▶ **Collected data**:
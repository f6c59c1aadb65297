//! CLI command definitions using clap.
//!
//! Defines the main CLI structure and subcommands:
//! - analyze: run a batch of selections through the match engine
//! - catalog: list the known partner categories and options

use clap::{Parser, Subcommand};
use std::path::PathBuf;

/// Stackmatch - AI-assisted infrastructure partner matching engine
#[derive(Parser, Debug)]
#[command(name = "stackmatch")]
#[command(author, version, about, long_about = None)]
pub struct Cli {
    /// Optional config file path
    #[arg(short, long, global = true)]
    pub config: Option<PathBuf>,

    /// Verbose output
    #[arg(short, long, global = true)]
    pub verbose: bool,

    /// Subcommand to execute
    #[command(subcommand)]
    pub command: Commands,
}

impl Cli {
    /// Check if verbose mode is enabled
    pub fn is_verbose(&self) -> bool {
        self.verbose
    }
}

/// Main subcommands
#[derive(Subcommand, Debug)]
pub enum Commands {
    /// Analyze a batch of partner selections
    Analyze {
        /// JSON file with an array of { "category", "value" } selections
        file: PathBuf,
    },

    /// List the known partner categories and their options
    Catalog,
}
//! Event sinks - consumers of telemetry records.

use std::collections::VecDeque;
use std::sync::{Arc, Mutex};

use crate::telemetry::event::{EventRecord, Severity};

/// Consumer of engine events. Implementations must be cheap: `emit` is called
/// inline from the breaker and engine hot paths.
pub trait EventSink: Send + Sync {
    fn emit(&self, record: &EventRecord);
}

/// Forwards events to the `tracing` subscriber at the event's severity.
#[derive(Debug, Default)]
pub struct TracingSink;

impl TracingSink {
    pub fn new() -> Self {
        Self
    }
}

impl EventSink for TracingSink {
    fn emit(&self, record: &EventRecord) {
        let payload = record.payload();
        match record.severity() {
            Severity::Debug => {
                tracing::debug!(event = %record.event.event_type(), payload = %payload, "engine event");
            }
            Severity::Info => {
                tracing::info!(event = %record.event.event_type(), payload = %payload, "engine event");
            }
            Severity::Warn => {
                tracing::warn!(event = %record.event.event_type(), payload = %payload, "engine event");
            }
            Severity::Error => {
                tracing::error!(event = %record.event.event_type(), payload = %payload, "engine event");
            }
        }
    }
}

/// Bounded in-memory ring of recent events, oldest dropped first.
///
/// Used by the CLI to show a telemetry tail after a run, and by tests to
/// assert on emission order.
#[derive(Debug)]
pub struct BufferSink {
    entries: Mutex<VecDeque<EventRecord>>,
    capacity: usize,
}

impl BufferSink {
    /// Default retention, matching the diagnostics panel depth
    pub const DEFAULT_CAPACITY: usize = 50;

    pub fn new() -> Self {
        Self::with_capacity(Self::DEFAULT_CAPACITY)
    }

    pub fn with_capacity(capacity: usize) -> Self {
        Self {
            entries: Mutex::new(VecDeque::with_capacity(capacity)),
            capacity,
        }
    }

    /// Copy of the retained records, oldest first
    pub fn snapshot(&self) -> Vec<EventRecord> {
        self.entries.lock().unwrap().iter().cloned().collect()
    }

    pub fn len(&self) -> usize {
        self.entries.lock().unwrap().len()
    }

    pub fn is_empty(&self) -> bool {
        self.len() == 0
    }
}

impl Default for BufferSink {
    fn default() -> Self {
        Self::new()
    }
}

impl EventSink for BufferSink {
    fn emit(&self, record: &EventRecord) {
        let mut entries = self.entries.lock().unwrap();
        if entries.len() == self.capacity {
            entries.pop_front();
        }
        entries.push_back(record.clone());
    }
}

/// Tees every event to several sinks in order.
pub struct FanoutSink {
    sinks: Vec<Arc<dyn EventSink>>,
}

impl FanoutSink {
    pub fn new(sinks: Vec<Arc<dyn EventSink>>) -> Self {
        Self { sinks }
    }
}

impl EventSink for FanoutSink {
    fn emit(&self, record: &EventRecord) {
        for sink in &self.sinks {
            sink.emit(record);
        }
    }
}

▶ **What you should do**:
Look through the entries and copy every line in which the string "categories" appears.

▶ **Written reply**:
//! - catalog: list the known partner categories and options
    /// List the known partner categories and their options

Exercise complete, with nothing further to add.